Того же мнения придерживается и Ольга Романова – глава движения «Русь Сидящая»:
«У нас никакой связи между тем, что происходит в тюрьме, и тем, что происходит снаружи. Человек будто пропадает на несколько лет, потом выходит, и никто не знает, какой он, а спросить некого, потому что ФСИН умыл руки.
Мы привыкли думать, что тюрьма – это государство в государстве, куда не вмешиваются местные власти. Органы опеки, социальные работники, биржа труда, местные психологи, врачи должны приходить и интересоваться: где будет жить осужденный, когда выйдет на свободу, кем он будет работать, кто ждет его на воле, как он исправляется. Не потому что местные власти такие добренькие, а потому, что им потом жить с этим человеком. Они должны быть заинтересованы в том, чтобы он исправился».
«Военные тут не помогут»
По словам Ольги Романовой, основные специалисты, которые должны работать с заключенными, – это врачи, учителя, психологи и близкие осужденного. Эксперт приводит в пример данные, исходя из которых в российские тюрьмы возвращается практически каждый, кто когда-либо отбывал срок:
«Согласно Верховному суду, у нас рецидивов чуть меньше половины, а согласно ФСИН – 93%. Кто-то считает, что рецидив – это совершение спустя год после освобождения, Верховный суд считает, что в течение пяти лет, а ФСИН – в течение всей жизни. То есть каждый, кто попал в тюрьму, неизбежно возвращается туда снова».
Ольга отмечает, что смертная казнь не решит проблемы – как минимум потому, что среди заключенных есть те, кто отбывает наказание за то, чего не совершал, и нет гарантий, что не погибнет невиновный. Она подчеркивает, что преступность – это не только проблема преступника и его жертвы, но и всего общества, которое сообща должно работать над тем, чтобы человек мог исправиться:
«Наша [пенитенциарная] система не предполагает исправления человеческого материала, она предполагает подавление людской сущности. Это должно быть гражданское ведомство. Люди в погонах, люди, которые подчиняются уставу, – это другая профессия. Военный не должен менять человеческую природу – это не его род занятий. Его задача подавлять или охранять, а структурой человека занимаются доктора, психологи, учителя и гражданское общество. Если человека муштровать на плацу 19 лет, он от этого лучше не станет. Нужно в его черепной коробке копаться, и военные тут не помогут...

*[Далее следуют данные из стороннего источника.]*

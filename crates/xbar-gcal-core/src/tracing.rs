//! Tracing setup for xbar-google-calendar
//!
//! Standard output belongs to the status-bar applet, so every log line is
//! written to standard error. Under Argos, which shows stderr in the menu,
//! logging is switched off entirely.
//!
//! # Usage
//!
//! ```ignore
//! use xbar_gcal_core::tracing::{init_tracing, HostApplet, TracingConfig};
//!
//! init_tracing(TracingConfig::for_host(HostApplet::detect(), false))
//!     .expect("failed to initialize tracing");
//! ```

use thiserror::Error;
use tracing::level_filters::LevelFilter;
use tracing_subscriber::{EnvFilter, fmt, prelude::*};

/// Errors that can occur during tracing initialization
#[derive(Debug, Error)]
pub enum TracingError {
    /// Failed to set global subscriber
    #[error("failed to set global tracing subscriber: {0}")]
    SetGlobalSubscriber(#[from] tracing::subscriber::SetGlobalDefaultError),
}

/// The program running us.
#[derive(Debug, Clone, Copy, PartialEq, Eq)]
pub enum HostApplet {
    /// Argos (GNOME Shell). Sets `ARGOS_VERSION`.
    Argos,
    /// SwiftBar (macOS). Sets `SWIFTBAR`.
    SwiftBar,
    /// xbar or BitBar (macOS). Sets `XBARDarkMode` or `BitBar`.
    Xbar,
    /// Run by hand from a shell.
    Terminal,
}

impl HostApplet {
    /// Detects the host from the process environment.
    pub fn detect() -> Self {
        Self::from_env(|key| std::env::var_os(key).is_some())
    }

    /// Detects the host using `is_set` to test environment variables.
    pub fn from_env(is_set: impl Fn(&str) -> bool) -> Self {
        if is_set("ARGOS_VERSION") {
            Self::Argos
        } else if is_set("SWIFTBAR") {
            Self::SwiftBar
        } else if is_set("XBARDarkMode") || is_set("BitBar") {
            Self::Xbar
        } else {
            Self::Terminal
        }
    }

    /// Returns true if the host shows stderr to the user.
    pub fn shows_stderr(self) -> bool {
        matches!(self, Self::Argos)
    }
}

/// Configuration for tracing initialization
#[derive(Debug, Clone)]
pub struct TracingConfig {
    /// The default log level when RUST_LOG is not set
    pub default_level: LevelFilter,
    /// Whether to include file/line information in logs
    pub include_location: bool,
    /// Whether to include target (module path) in logs
    pub include_target: bool,
    /// Ignore RUST_LOG
    pub ignore_env: bool,
}

impl Default for TracingConfig {
    fn default() -> Self {
        Self {
            default_level: LevelFilter::WARN,
            include_location: false,
            include_target: false,
            ignore_env: false,
        }
    }
}

impl TracingConfig {
    /// Create a config suitable for debugging from a terminal
    #[must_use]
    pub fn cli_debug() -> Self {
        Self {
            default_level: LevelFilter::DEBUG,
            include_location: true,
            include_target: true,
            ..Self::default()
        }
    }

    /// Create a config that emits nothing
    #[must_use]
    pub fn silent() -> Self {
        Self {
            default_level: LevelFilter::OFF,
            ignore_env: true,
            ..Self::default()
        }
    }

    /// Picks the config for a host applet.
    ///
    /// Hosts that display stderr get [`silent`](Self::silent) no matter
    /// what; elsewhere `debug` selects [`cli_debug`](Self::cli_debug).
    #[must_use]
    pub fn for_host(host: HostApplet, debug: bool) -> Self {
        if host.shows_stderr() {
            Self::silent()
        } else if debug {
            Self::cli_debug()
        } else {
            Self::default()
        }
    }

    fn build_filter(&self) -> EnvFilter {
        let fallback = || EnvFilter::new(self.default_level.to_string());
        if self.ignore_env {
            return fallback();
        }
        EnvFilter::try_from_default_env().unwrap_or_else(|_| fallback())
    }
}

/// Initialize tracing with the given configuration.
///
/// This should be called once at the start of the application.
/// The `RUST_LOG` environment variable can be used to override the default
/// level unless the config ignores it.
///
/// # Errors
///
/// Returns an error if the global subscriber has already been set.
pub fn init_tracing(config: TracingConfig) -> Result<(), TracingError> {
    let subscriber = tracing_subscriber::registry()
        .with(config.build_filter())
        .with(
            fmt::layer()
                .compact()
                .without_time()
                .with_writer(std::io::stderr)
                .with_file(config.include_location)
                .with_line_number(config.include_location)
                .with_target(config.include_target),
        );
    tracing::subscriber::set_global_default(subscriber)?;
    Ok(())
}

… Кажется, что это дорого, но это не так. У нас на содержание ФСИН уходят огромные деньги, но они идут не на людей, которых надо исправлять, а на поддержание старой инфраструктуры. В тюрьмах не хватает психологов, у них маленькие зарплаты, совмещение обязанностей, им тоже нужна психологическая разгрузка. Нужно думать о том, чтобы снимать погоны и заниматься исправлением человеческой природы, а не держать человека в очень жестких условиях, где он только больше ожесточается».